INSTRUCTIONS TO FOLLOW
Whenever a line in the entries includes the word "RegParams", copy that line out.

RECORDS PROVIDED

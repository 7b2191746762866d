//! Gabor bank regression test
//!
//! Builds the four-orientation bank, checks the response of flat and
//! striped inputs and the windowed statistics and median helpers used
//! downstream.

use std::f64::consts::FRAC_PI_4;

use vein_filter::{
    BorderPolicy, GaborParams, Kernel, blend_gray, gabor_bank_response, local_mean_std,
    median_filter,
};
use vein_test::{RegParams, synth};

fn bank() -> Vec<Kernel> {
    (0..4)
        .map(|i| {
            let mut k = Kernel::gabor(&GaborParams {
                theta: i as f64 * FRAC_PI_4,
                ..Default::default()
            })
            .unwrap();
            k.normalize_by_sum(1.5).unwrap();
            k
        })
        .collect()
}

#[test]
fn gabor_reg_bank() {
    let mut rp = RegParams::new("gabor_bank");
    let kernels = bank();

    for k in &kernels {
        rp.compare_values(1.0 / 1.5, k.sum() as f64, 1e-4);
    }

    // A flat field responds with value / 1.5
    let flat = synth::uniform(32, 32, 205);
    let resp = gabor_bank_response(&flat, &kernels, BorderPolicy::Replicate).unwrap();
    rp.compare_values(137.0, resp.get_pixel(0, 0).unwrap() as f64, 0.0);
    rp.compare_values(137.0, resp.get_pixel(16, 16).unwrap() as f64, 0.0);
    let resp = gabor_bank_response(&flat, &kernels, BorderPolicy::Reflect101).unwrap();
    rp.compare_values(137.0, resp.get_pixel(0, 31).unwrap() as f64, 0.0);

    // Zero border leaves pixels whose footprint is inside the image alone
    let resp = gabor_bank_response(&flat, &kernels, BorderPolicy::Zero).unwrap();
    rp.compare_values(137.0, resp.get_pixel(16, 16).unwrap() as f64, 0.0);

    // A horizontal band answers more strongly at its center than far away
    let stripe = synth::horizontal_stripe(64, 64, 20, 160, 28..=35);
    let resp = gabor_bank_response(&stripe, &kernels, BorderPolicy::Replicate).unwrap();
    let center = resp.get_pixel(32, 31).unwrap();
    let far = resp.get_pixel(32, 2).unwrap();
    rp.compare_values(1.0, if center > far { 1.0 } else { 0.0 }, 0.0);

    let blended = blend_gray(&stripe, 0.95, &resp, 0.05).unwrap();
    // 0.95 * 20 + 0.05 * 13
    rp.compare_values(20.0, blended.get_pixel(32, 2).unwrap() as f64, 0.0);

    let mut bad = Kernel::from_slice(3, 1, &[1.0, -2.0, 1.0]).unwrap();
    rp.compare_values(
        1.0,
        if bad.normalize_by_sum(1.5).is_err() { 1.0 } else { 0.0 },
        0.0,
    );

    assert!(rp.cleanup(), "gabor_bank regression test failed");
}

#[test]
fn gabor_reg_stats_and_median() {
    let mut rp = RegParams::new("gabor_stats");

    let pix = synth::horizontal_stripe(50, 50, 10, 210, 20..=29);
    let stats = local_mean_std(&pix, 31).unwrap();
    // Far from the band the window still sees it; at the corner it does not
    rp.compare_values(10.0, stats.mean.get_pixel(0, 0).unwrap() as f64, 1e-4);
    rp.compare_values(0.0, stats.std_dev.get_pixel(0, 0).unwrap() as f64, 1e-4);
    // At the band center the 31-row window (rows 9..=39) holds 10 bright rows
    let expected_mean = (10.0 * 210.0 + 21.0 * 10.0) / 31.0;
    rp.compare_values(expected_mean, stats.mean.get_pixel(25, 24).unwrap() as f64, 1e-3);

    let bin = synth::binary_squares(30, 30, &[(5, 5, 1), (15, 15, 10)])
        .convert_to_8()
        .unwrap();
    let med = median_filter(&bin, 5, 5).unwrap();
    rp.compare_values(0.0, med.get_pixel(5, 5).unwrap() as f64, 0.0);
    rp.compare_values(255.0, med.get_pixel(20, 20).unwrap() as f64, 0.0);

    assert!(rp.cleanup(), "gabor_stats regression test failed");
}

EXERCISE ANSWER
use vein_test::{RegParams, synth};
    let mut rp = RegParams::new("gabor_bank");
    let mut rp = RegParams::new("gabor_stats");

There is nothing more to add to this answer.